Exporting scan results

The Johnny console agent supports exporting scan results in various formats. This allows to adapt reporting to different needs, including integration with vulnerability management systems. By default all reports are rendered in English but you can use --localization ru flag to switch to Russian.

Report on found vulnerabilities

Available formats

  • coloredtable – colored table in the console. Default format;
  • table – simple table;
  • text – text report;
  • junit – used in CI/CD (Jenkins, GitLab CI, GitHub Actions);
  • sarif – exported to DefectDojo and other vulnerability management systems;
  • csv – used in BI systems, Excel, Pandas, SQL;
  • gl-dependency-scanning-report – report format for GitLab Dependency Scanning;
  • gl-code-quality-report – report format for GitLab Code Quality;
  • gl-secrets-report – report format for GitLab Secret Detection.

Usage example

If necessary, you can specify multiple formats, separating them with commas, for example:

./johnny scan file path/to/file \
--api_token <api_token> \
--api_url <api_url> \
--format "coloredtable, junit>>junit.xml"

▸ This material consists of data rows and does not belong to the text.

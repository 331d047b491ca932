use serenity::all::{ChannelId, GuildId};

pub struct ChannelInfo {
    pub guild_id: GuildId,
    pub id: ChannelId,
    pub name: String,
}

/// How a channel's collection run ended.
#[derive(Debug, PartialEq)]
pub enum ChannelOutcome {
    Saved,
    Empty,
    NoAccess,
    Interrupted,
}
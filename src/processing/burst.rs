use crate::models::ArchivedMessage;

use super::rules::PairingRules;

/// A run of consecutive target-user messages merged into one reply.
#[derive(Debug, Clone, PartialEq)]
pub struct Burst {
    /// Index of the first message of the burst.
    pub start: usize,
    /// One past the last message of the burst.
    pub end: usize,
    pub response: String,
}

/// Walks a channel once, yielding each target-user burst in order.
///
/// Blank target-user messages never open a burst. Inside a burst they are
/// consumed but contribute no line.
pub struct Bursts<'a> {
    messages: &'a [ArchivedMessage],
    rules: &'a PairingRules,
    cursor: usize,
}

impl<'a> Bursts<'a> {
    pub fn new(messages: &'a [ArchivedMessage], rules: &'a PairingRules) -> Self {
        Self {
            messages,
            rules,
            cursor: 0,
        }
    }

    fn opens_burst(&self, msg: &ArchivedMessage) -> bool {
        msg.author_id == self.rules.target_user_id && !msg.is_blank()
    }

    fn merge_from(&self, start: usize) -> Burst {
        let mut lines = vec![self.rules.clean(&self.messages[start].content)];
        let mut end = start + 1;

        while let Some(next) = self.messages.get(end) {
            if next.author_id != self.rules.target_user_id {
                break;
            }
            let gap = next.timestamp - self.messages[end - 1].timestamp;
            if gap > self.rules.join_window {
                break;
            }
            if !next.is_blank() {
                lines.push(self.rules.clean(&next.content));
            }
            end += 1;
        }

        Burst {
            start,
            end,
            response: lines.join("\n"),
        }
    }
}

impl Iterator for Bursts<'_> {
    type Item = Burst;

    fn next(&mut self) -> Option<Burst> {
        while let Some(msg) = self.messages.get(self.cursor) {
            if !self.opens_burst(msg) {
                self.cursor += 1;
                continue;
            }
            let burst = self.merge_from(self.cursor);
            self.cursor = burst.end;
            return Some(burst);
        }
        None
    }
}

In this example, the output will be in the coloredtable format to the console, and also saved to the junit.xml file in the junit format.

Report on triggered policy alerts

Available formats

  • coloredtable – colored table in the console. Default format;
  • table – simple table;
  • text – text report;
  • json – a structured format based on JavaScript Object Notation, suitable for data processing;
  • csv – text format for table data;

Usage example

If necessary, you can specify multiple formats, separating them with commas, for example:

./johnny scan file path/to/file \
--api_token <api_token> \
--api_url <api_url> \
--alerts-format "coloredtable, json>>alerts.json"

In this example, the output will be in the coloredtable format to the console, and also saved to the alerts.json file in the json format.

Report on policy ignoring

The report is generated using the --policy-ignores flag. The report includes policy ignores for the project specified in --project.

Available formats

  • coloredtable – colored table in the console. Default format;
  • table – simple table;
  • text – text report;
  • json – a structured format based on JavaScript Object Notation, suitable for data processing;
  • csv – text format for table data;

Usage example

If necessary, you can specify multiple formats, separating them with commas, for example:

./johnny scan file path/to/file \
--api_token <api_token> \
--api_url <api_url> \
--project <project> \
--policy-ignores \
--ignores-format "coloredtable, json>>ignores.json"

In this example, the output will be in the coloredtable format to the console, and also saved to the ignores.json file in the json format.